My own forensics skills aren’t yet up to the level that I would like, but I was able to replicate Leon’s process relatively easily within my own lab environment, and without too many problems. This, along with my experience at Northumbria University last week (more later), has re-ignited my interest in improving my forensic skills, and has proved to me that some of the basic skills and techniques involved with the forensic process isn’t all black magic.

The article is definitely worth a read if you have an interest in either computer forensics and/or malware analysis. In case you missed it above, link to article: Carving malware from live memory. Keep up the good work Leon.

Andrew Waite

Starting with Dionaea

As my previous post states, my Nepenthes system has been retired. In it’s place I’m building up a Dionaea system. The new features proposed by Dionaea should go a long way to improving on a couple of Nepenthes’ shortcomings, a good comparison of the two systems can be found on the Nepenthes blog (post October 27th). But what really caught my attention was the recent post on November 6th detailing the improved logging capabilites that are going to be built into Dionaea. I intend to cover these features at a later date once I’ve had more time to get used to the new system.

I must admit that I was shocked with the ease of installation and compilation. The instructions on Dionaea’s home page look a bit long winded to me, especially as I’m used to the ease of ‘apt-get’ and past experience with manual compilation of source code always leaves me expecting a headache. This was doubled when I discovered my available hardware is starting to show signs of it’s age, and was unable to successfully complete a fresh install of the latest Ubuntu, resulting in some of my components not quite meeting the written requirements. Some how though I manage to muddle through the compilation instructions without issue, and now have a working Dionaea install.

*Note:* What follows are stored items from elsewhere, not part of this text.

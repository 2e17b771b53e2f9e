//! Periodic polling loop.
//!
//! One task per facet: poll, dispatch, wait for the next tick. A facet's
//! next poll never starts before its previous one has finished, and a slow
//! or failing facet does not hold up the others.

use std::collections::BTreeSet;
use std::sync::atomic::{AtomicU64, Ordering};
use std::sync::Arc;
use std::time::Duration;

use tokio::sync::watch;
use tokio::task::JoinHandle;
use tokio::time::MissedTickBehavior;

use crate::collector::Collector;
use crate::config::CollectorConfig;
use crate::exporter::Exporter;
use crate::facet::Facet;

/// Counters shared by all facet tasks of a runner.
#[derive(Debug, Default)]
pub struct RunnerStats {
    polls_succeeded: AtomicU64,
    polls_failed: AtomicU64,
    samples_exported: AtomicU64,
}

impl RunnerStats {
    pub fn polls_succeeded(&self) -> u64 {
        self.polls_succeeded.load(Ordering::Relaxed)
    }

    pub fn polls_failed(&self) -> u64 {
        self.polls_failed.load(Ordering::Relaxed)
    }

    pub fn samples_exported(&self) -> u64 {
        self.samples_exported.load(Ordering::Relaxed)
    }
}

#[derive(Clone)]
pub struct Runner {
    collector: Arc<Collector>,
    exporter: Arc<dyn Exporter>,
    facets: Vec<Facet>,
    interval: Duration,
    blacklist: Arc<BTreeSet<String>>,
    stats: Arc<RunnerStats>,
}

impl Runner {
    /// Create a runner polling the configured facets.
    pub fn new(
        collector: Arc<Collector>,
        exporter: Arc<dyn Exporter>,
        config: &CollectorConfig,
    ) -> Self {
        Self {
            collector,
            exporter,
            facets: config.facets.clone(),
            interval: config.interval(),
            blacklist: Arc::new(config.blacklisted_metric_names.clone()),
            stats: Arc::new(RunnerStats::default()),
        }
    }

    /// Return the shared counters.
    pub fn stats(&self) -> Arc<RunnerStats> {
        self.stats.clone()
    }

    /// Poll one facet and dispatch the result. Returns whether the poll
    /// succeeded.
    pub async fn poll_once(&self, facet: Facet) -> bool {
        let Some(tree) = self.collector.poll(facet).await else {
            self.stats.polls_failed.fetch_add(1, Ordering::Relaxed);
            return false;
        };
        self.stats.polls_succeeded.fetch_add(1, Ordering::Relaxed);

        let mut samples = tree.to_samples();
        if !self.blacklist.is_empty() {
            samples.retain(|s| !self.blacklist.contains(&s.name));
        }

        let count = samples.len() as u64;
        match self.exporter.export(&samples).await {
            Ok(()) => {
                self.stats.samples_exported.fetch_add(count, Ordering::Relaxed);
            }
            Err(e) => tracing::error!(facet = %facet, error = %e, "Failed to export samples"),
        }
        true
    }

    /// Start one polling task per facet. The returned handle completes once
    /// `shutdown` flips to `true` (or its sender is dropped) and every facet
    /// task has finished its current poll.
    pub fn spawn(self, shutdown: watch::Receiver<bool>) -> JoinHandle<()> {
        tokio::spawn(async move {
            let mut handles = Vec::with_capacity(self.facets.len());
            for &facet in &self.facets {
                let runner = self.clone();
                let shutdown = shutdown.clone();
                handles.push(tokio::spawn(async move {
                    runner.run_facet(facet, shutdown).await;
                }));
            }

            for handle in handles {
                let _ = handle.await;
            }

            tracing::info!(
                polls_succeeded = self.stats.polls_succeeded(),
                polls_failed = self.stats.polls_failed(),
                "All facet pollers stopped"
            );
        })
    }

    async fn run_facet(&self, facet: Facet, mut shutdown: watch::Receiver<bool>) {
        tracing::info!(facet = %facet, interval = ?self.interval, "Facet poller started");

        let mut ticker = tokio::time::interval(self.interval);
        ticker.set_missed_tick_behavior(MissedTickBehavior::Delay);

        loop {
            if *shutdown.borrow() {
                break;
            }
            tokio::select! {
                _ = ticker.tick() => {}
                changed = shutdown.changed() => {
                    if changed.is_err() {
                        break;
                    }
                    continue;
                }
            }
            self.poll_once(facet).await;
        }

        tracing::info!(facet = %facet, "Facet poller shutting down");
    }
}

Getting the system started was also a breeze, one-line command as prescribed in the documentation and the system is live. Unsurprisingly it didn’t take long get my first hits, retrieving my first binary within 40 minutes of first starting the system. As I restarted several times whilst playing with config settings it could be that I missed a compromise that would have shortened this time frame in the real world.

So far I have only made a couple of changes the config, replacing the dev’s email with my own to recieve sandbox reports for collected binary samples (thanks for pointing that out in the mailing lists, probably would have missed it) and enabling the ihandler for p0f to try and take advantage of the system’s included fingerprinting capabilities.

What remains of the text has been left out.